26. The method of claim 25, wherein the fourth criterion applies only to codons in a normalized codon usage table having a frequency less than a contiguous rarity threshold, wherein the contiguous rarity threshold is between 10% and 50%, such as between 15% and 40%, such as between 20% and 30%.
27. The method of any preceding claim, wherein the amino acid sequence is received from a database of amino acid sequences.
28. The method of claim 26, further comprising requesting the amino acid sequence from a database of the amino acid sequences, wherein the amino acid sequence is received in response to the request.
29. The method of any preceding claim, wherein the first codon usage table is received from a database of codon usage tables.
30. The method of claim 29, further comprising requesting the first codon usage table from a database of the codon usage tables, wherein the first codon usage table is received in response to the request.
31. The method of any preceding claim, further comprising displaying at least one optimized nucleotide sequence on a screen.
32. A computer program comprising instructions which, when executed by a computer, cause the computer to carry out the method according to any preceding claim.
33. A data processing system comprising means for performing the method of any preceding claim.
34. A computer-readable data carrier on which a computer program according to claim 32 is stored.
35. A data carrier signal carrying the computer program according to claim 32.

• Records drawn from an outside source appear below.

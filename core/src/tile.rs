use core::fmt;

use serde::{Deserialize, Serialize};

/// Player-visible state of a single cell.
#[derive(Copy, Clone, Debug, Default, PartialEq, Eq, Serialize, Deserialize)]
pub enum CellVisibility {
    #[default]
    Hidden,
    Revealed(u8),
    Flagged,
    Guessed,
}

impl CellVisibility {
    pub const fn is_revealed(self) -> bool {
        matches!(self, Self::Revealed(_))
    }

    pub const fn is_flagged(self) -> bool {
        matches!(self, Self::Flagged)
    }
}

/// Three character display token for one cell of a rendered frame.
///
/// `exposed_mine` is only set while the no-fog overlay is active, in which case the token is
/// wrapped in angle brackets instead of spaces.
#[derive(Copy, Clone, Debug, PartialEq, Eq, Serialize, Deserialize)]
pub struct CellToken {
    pub visibility: CellVisibility,
    pub exposed_mine: bool,
}

impl fmt::Display for CellToken {
    fn fmt(&self, f: &mut fmt::Formatter<'_>) -> fmt::Result {
        let (open, close) = if self.exposed_mine {
            ('<', '>')
        } else {
            (' ', ' ')
        };
        match self.visibility {
            CellVisibility::Hidden => write!(f, "{open} {close}"),
            CellVisibility::Revealed(count) => write!(f, "{open}{count}{close}"),
            CellVisibility::Flagged => write!(f, "{open}F{close}"),
            CellVisibility::Guessed => write!(f, "{open}?{close}"),
        }
    }
}

#[cfg(test)]
mod tests {
    use super::*;

    fn token(visibility: CellVisibility, exposed_mine: bool) -> String {
        CellToken {
            visibility,
            exposed_mine,
        }
        .to_string()
    }

    #[test]
    fn fogged_tokens() {
        assert_eq!(token(CellVisibility::Hidden, false), "   ");
        assert_eq!(token(CellVisibility::Revealed(3), false), " 3 ");
        assert_eq!(token(CellVisibility::Flagged, false), " F ");
        assert_eq!(token(CellVisibility::Guessed, false), " ? ");
    }

    #[test]
    fn visibility_predicates() {
        assert!(CellVisibility::Revealed(0).is_revealed());
        assert!(!CellVisibility::Flagged.is_revealed());
        assert!(CellVisibility::Flagged.is_flagged());
        assert!(!CellVisibility::Guessed.is_flagged());
        assert!(!CellVisibility::Hidden.is_flagged());
    }

    #[test]
    fn exposed_mine_tokens() {
        assert_eq!(token(CellVisibility::Hidden, true), "< >");
        assert_eq!(token(CellVisibility::Flagged, true), "<F>");
        assert_eq!(token(CellVisibility::Guessed, true), "<?>");
    }
}
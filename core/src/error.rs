use std::path::PathBuf;

use serde::{Deserialize, Serialize};
use thiserror::Error;

/// Which part of a seed description failed validation.
#[derive(Error, Copy, Clone, Debug, PartialEq, Eq, Serialize, Deserialize)]
pub enum Malformation {
    #[error("missing-or-non-numeric-header")]
    Header,
    #[error("bad-dimensions")]
    Dimensions,
    #[error("bad-mine-count")]
    MineCount,
    #[error("mine-out-of-bounds")]
    MineOutOfBounds,
    #[error("malformed-mine-coordinate")]
    MineCoordinate,
}

/// Fatal problems with the seed, the game never starts after one of these.
#[derive(Error, Debug)]
pub enum SeedError {
    #[error("Seed File Not Found Error: {} was not found", .0.display())]
    NotFound(PathBuf),
    #[error("Seed File Malformed Error: could not read {}: {source}", .path.display())]
    Unreadable {
        path: PathBuf,
        #[source]
        source: std::io::Error,
    },
    #[error("Seed File Malformed Error: the seed file is empty")]
    Empty,
    #[error("Seed File Malformed Error: {0}")]
    Malformed(Malformation),
}

/// Per-command problems, reported to the player without ending the game.
#[derive(Error, Debug, Copy, Clone, PartialEq, Eq)]
pub enum CommandError {
    #[error("Invalid Command Error: Your command does not have the correct arguments")]
    WrongArity,
    #[error("Invalid Command Error: Your command is out of bounds")]
    OutOfBounds,
    #[error("Invalid Command: Please enter a valid command (type h/help for a list of commands)")]
    Invalid,
}

/// Failures that end a running session without a game result.
#[derive(Error, Debug)]
pub enum SessionError {
    #[error("Input ended before the game was over")]
    EndOfInput,
    #[error("Could not talk to the player: {0}")]
    Io(#[from] std::io::Error),
}

pub type Result<T, E = CommandError> = core::result::Result<T, E>;
use ndarray::Array2;
use serde::{Deserialize, Serialize};

use crate::*;

/// Mine placement plus what the player has done to every cell.
#[derive(Clone, Debug, PartialEq, Serialize, Deserialize)]
pub struct Board {
    config: BoardConfig,
    mine_layout: MineLayout,
    cells: Array2<CellVisibility>,
}

impl Board {
    pub fn new(config: BoardConfig, mine_coords: &[Coord2]) -> Result<Self> {
        let mine_layout = MineLayout::from_mine_coords(config.size, mine_coords)?;
        Ok(Self::from_layout(config, mine_layout))
    }

    pub fn from_layout(config: BoardConfig, mine_layout: MineLayout) -> Self {
        if mine_layout.mine_count() != config.mines {
            log::warn!(
                "Board declares {} mines but {} were placed",
                config.mines,
                mine_layout.mine_count()
            );
        }
        Self {
            config,
            mine_layout,
            cells: Array2::default(config.size.to_nd_index()),
        }
    }

    pub fn config(&self) -> BoardConfig {
        self.config
    }

    pub fn size(&self) -> Coord2 {
        self.config.size
    }

    pub fn cell_at(&self, coords: Coord2) -> CellVisibility {
        self.cells[coords.to_nd_index()]
    }

    pub fn has_mine_at(&self, coords: Coord2) -> bool {
        self.mine_layout.contains_mine(coords)
    }

    pub fn adjacent_mine_count(&self, coords: Coord2) -> u8 {
        self.mine_layout.adjacent_mine_count(coords)
    }

    /// Uncovers a cell. Uncovering an already revealed cell yields the same count again.
    pub fn reveal(&mut self, coords: RawCoord2) -> Result<RevealOutcome> {
        let coords = self.mine_layout.validate_coords(coords)?;

        if self.mine_layout[coords] {
            log::debug!("Revealed mine at {:?}", coords);
            return Ok(RevealOutcome::Mine);
        }

        let count = self.mine_layout.adjacent_mine_count(coords);
        self.cells[coords.to_nd_index()] = CellVisibility::Revealed(count);
        log::debug!("Revealed cell at {:?}, mine count: {}", coords, count);
        Ok(RevealOutcome::Safe(count))
    }

    /// Flags a cell as a mine, whatever it held before.
    pub fn mark(&mut self, coords: RawCoord2) -> Result<()> {
        self.set_visibility(coords, CellVisibility::Flagged)
    }

    /// Flags a cell as uncertain, whatever it held before.
    pub fn guess(&mut self, coords: RawCoord2) -> Result<()> {
        self.set_visibility(coords, CellVisibility::Guessed)
    }

    fn set_visibility(&mut self, coords: RawCoord2, visibility: CellVisibility) -> Result<()> {
        let coords = self.mine_layout.validate_coords(coords)?;
        let cell = &mut self.cells[coords.to_nd_index()];
        log::trace!("Cell at {:?}: {:?} -> {:?}", coords, *cell, visibility);
        *cell = visibility;
        Ok(())
    }

    /// Every mine is flagged and every safe cell is revealed.
    ///
    /// A flag on a safe cell counts for neither tally, so it keeps the game going without any
    /// feedback to the player.
    pub fn is_won(&self) -> bool {
        let mut flagged_mines: CellCount = 0;
        let mut revealed_safe: CellCount = 0;

        for ((row, col), cell) in self.cells.indexed_iter() {
            let has_mine = self.mine_layout[(row as Coord, col as Coord)];
            if has_mine && cell.is_flagged() {
                flagged_mines += 1;
            } else if !has_mine && cell.is_revealed() {
                revealed_safe += 1;
            }
        }

        flagged_mines == self.config.mines && revealed_safe == self.config.safe_cells()
    }

    /// Display tokens for every cell, mines get exposed when `no_fog` is set.
    pub fn render(&self, no_fog: bool) -> Array2<CellToken> {
        Array2::from_shape_fn(self.cells.dim(), |(row, col)| CellToken {
            visibility: self.cells[(row, col)],
            exposed_mine: no_fog && self.mine_layout[(row as Coord, col as Coord)],
        })
    }
}
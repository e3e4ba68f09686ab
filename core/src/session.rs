use std::io;

use ndarray::Array2;
use serde::{Deserialize, Serialize};

use crate::*;

/// Valid transitions:
/// - Playing -> Won
/// - Playing -> Lost
/// - Playing -> Quit
///
/// Seed problems are reported before a session exists, so there is no state for them.
#[derive(Copy, Clone, Debug, Default, PartialEq, Eq, Serialize, Deserialize)]
pub enum SessionState {
    #[default]
    Playing,
    Won,
    Lost,
    Quit,
}

impl SessionState {
    /// Indicates the session has ended and no commands are accepted anymore
    pub const fn is_final(self) -> bool {
        !matches!(self, Self::Playing)
    }
}

/// What the caller should do after a command was applied.
#[derive(Copy, Clone, Debug, PartialEq, Eq)]
pub enum Step {
    Continue,
    ShowHelp,
    Finished(SessionState),
}

/// Everything needed to draw the board for one round.
#[derive(Clone, Debug, PartialEq, Serialize, Deserialize)]
pub struct Frame {
    pub rounds: u32,
    pub cells: Array2<CellToken>,
}

/// End of game report.
#[derive(Copy, Clone, Debug, PartialEq, Serialize, Deserialize)]
pub struct Summary {
    pub state: SessionState,
    pub rounds: u32,
    pub score: Option<f64>,
}

/// Player-facing side of the turn loop.
pub trait Frontend {
    /// Next line of input, `None` once the input is exhausted.
    fn read_line(&mut self) -> io::Result<Option<String>>;

    fn show_frame(&mut self, frame: &Frame) -> io::Result<()>;

    fn show_help(&mut self, help: &str) -> io::Result<()>;

    fn report(&mut self, error: &CommandError) -> io::Result<()>;
}

/// `100 * rows * cols / rounds`, rounded to two decimals. `None` before any round was played.
pub fn score(config: BoardConfig, rounds: u32) -> Option<f64> {
    if rounds == 0 {
        return None;
    }
    let raw = 100.0 * f64::from(config.total_cells()) / f64::from(rounds);
    Some((raw * 100.0).round() / 100.0)
}

/// Represents a game from the first command to the end
#[derive(Clone, Debug, PartialEq, Serialize, Deserialize)]
pub struct GameSession {
    board: Board,
    rounds: u32,
    no_fog: bool,
    state: SessionState,
}

impl GameSession {
    pub fn new(board: Board) -> Self {
        Self {
            board,
            rounds: 0,
            no_fog: false,
            state: Default::default(),
        }
    }

    pub fn from_seed(seed: &Seed) -> Self {
        Self::new(seed.board())
    }

    pub fn board(&self) -> &Board {
        &self.board
    }

    pub fn rounds(&self) -> u32 {
        self.rounds
    }

    pub fn state(&self) -> SessionState {
        self.state
    }

    pub fn is_finished(&self) -> bool {
        self.state.is_final()
    }

    /// Whether mines are shown for the current round.
    pub fn no_fog(&self) -> bool {
        self.no_fog
    }

    pub fn frame(&self) -> Frame {
        Frame {
            rounds: self.rounds,
            cells: self.board.render(self.no_fog),
        }
    }

    /// Final score, only available after a win.
    pub fn score(&self) -> Option<f64> {
        match self.state {
            SessionState::Won => score(self.board.config(), self.rounds),
            _ => None,
        }
    }

    pub fn summary(&self) -> Summary {
        Summary {
            state: self.state,
            rounds: self.rounds,
            score: self.score(),
        }
    }

    /// Parses and applies one line of input.
    pub fn execute(&mut self, line: &str) -> Result<Step> {
        self.no_fog = false;
        let command = Command::parse(line)?;
        self.apply(command)
    }

    /// Applies a command. Errors leave the round counter untouched.
    pub fn apply(&mut self, command: Command) -> Result<Step> {
        use Step::*;

        self.no_fog = false;
        if self.state.is_final() {
            log::warn!("Ignoring {:?}, session already ended", command);
            return Ok(Finished(self.state));
        }

        let step = match command {
            Command::Reveal(coords) => {
                if self.board.reveal(coords)?.is_mine() {
                    return Ok(self.finish(SessionState::Lost));
                }
                self.after_move()
            }
            Command::Mark(coords) => {
                self.board.mark(coords)?;
                self.after_move()
            }
            Command::Guess(coords) => {
                self.board.guess(coords)?;
                self.after_move()
            }
            Command::Help => {
                self.rounds += 1;
                ShowHelp
            }
            Command::Quit => return Ok(self.finish(SessionState::Quit)),
            Command::NoFog => {
                self.rounds += 1;
                self.no_fog = true;
                Continue
            }
            Command::Invalid(keyword) => {
                log::debug!("Unknown command {:?}", keyword);
                return Err(CommandError::Invalid);
            }
        };
        log::trace!("Round {} done, step {:?}", self.rounds, step);
        Ok(step)
    }

    /// Counts a successful cell command and checks for a win.
    fn after_move(&mut self) -> Step {
        self.rounds += 1;
        if self.board.is_won() {
            self.finish(SessionState::Won)
        } else {
            Step::Continue
        }
    }

    fn finish(&mut self, state: SessionState) -> Step {
        self.state = state;
        log::debug!("Session ended: {:?} after {} rounds", state, self.rounds);
        Step::Finished(state)
    }

    /// Runs the turn loop until the game is won, lost or quit.
    ///
    /// Command errors are reported through the frontend and the loop goes on. Running out of
    /// input, or a blank line, ends the session with [`SessionError::EndOfInput`].
    pub fn run(&mut self, frontend: &mut impl Frontend) -> Result<SessionState, SessionError> {
        while !self.state.is_final() {
            frontend.show_frame(&self.frame())?;

            let line = match frontend.read_line()? {
                Some(line) if !line.trim().is_empty() => line,
                _ => return Err(SessionError::EndOfInput),
            };

            match self.execute(&line) {
                Ok(Step::ShowHelp) => frontend.show_help(HELP_TEXT)?,
                Ok(_) => {}
                Err(error) => {
                    log::debug!("Rejected {:?}: {}", line.trim(), error);
                    frontend.report(&error)?;
                }
            }
        }
        Ok(self.state)
    }
}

36. A method for synthesizing a nucleotide sequence, the method comprising:
performing the computer-implemented method of any one of claims 1 to 31 to generate at least one optimized nucleotide sequence; and
synthesizing at least one of the generated optimized nucleotide sequences.
37. The method of claim 36, wherein the method further comprises inserting the synthesized optimized sequence into a nucleic acid vector for in vitro transcription.
38. The method of claim 36 or 37, wherein the method further comprises inserting one or more termination signals at the 3' end of the synthesized optimized nucleotide sequence.
39. The method of claim 38, wherein the one or more termination signals are encoded by the nucleotide sequence of seq id no:
5’-X 1 ATCTX 2 TX 3 -3’,
wherein X 1 、X 2 And X 3 Independently selected from A, C, T or G.
40. The method of claim 38 or 39, wherein the one or more termination signals are encoded by one or more of the following nucleotide sequences:
TATCTGTT;
TTTTTT;
AAGCTT;
GAAGAGC; and/or
TCTAGA。
41. The method of any one of claims 38 to 40, wherein more than one termination signal is inserted and the termination signals are separated by 10 base pairs or less, such as 5-10 base pairs.
42. The method of claim 40, wherein the more than one termination signal is encoded by the nucleotide sequence of SEQ ID NO: (a) 5' -X 1 ATCTX 2 TX 3 -(Z N )-X 4 ATCTX 5 TX 6 -3 'or (b) 5' -X 1 ATCTX 2 TX 3 -(Z N )-X 4 ATCTX 5 TX 6 -(Z M )-X 7 ATCTX 8 TX 9 -3', wherein X 1 、X 2 、X 3 、X 4 、X 5 、X 6 、X 7 、X 8 And X 9 Independently selected from A, C, T or G, Z N Denotes a spacer sequence of N nucleotides, and Z M Represents a spacer sequence of M nucleotides, wherein each is independently selected from a, C, T or G, and wherein N and/or M are independently 10 or less.
43. The method of any one of claims 37 to 42, wherein the nucleic acid vector comprises an RNA polymerase promoter operably linked to the optimized nucleotide sequence, optionally wherein the RNA polymerase promoter is an SP6RNA polymerase promoter or a T7RNA polymerase promoter.
44. The method of any one of claims 37 to 43, wherein the nucleic acid vector comprises a nucleotide sequence encoding a 5' UTR operably linked to the optimized nucleotide sequence.
45. The method of claim 44, wherein the 5'UTR is different from the 5' UTR of a naturally occurring mRNA encoding the amino acid sequence.
46. The method of claim 42, wherein the 5' UTR has a nucleotide sequence of SEQ ID NO 16.
47. The method of any one of claims 37 to 46, wherein the nucleic acid vector comprises a nucleotide sequence encoding a 3' UTR operably linked to the optimized nucleotide sequence.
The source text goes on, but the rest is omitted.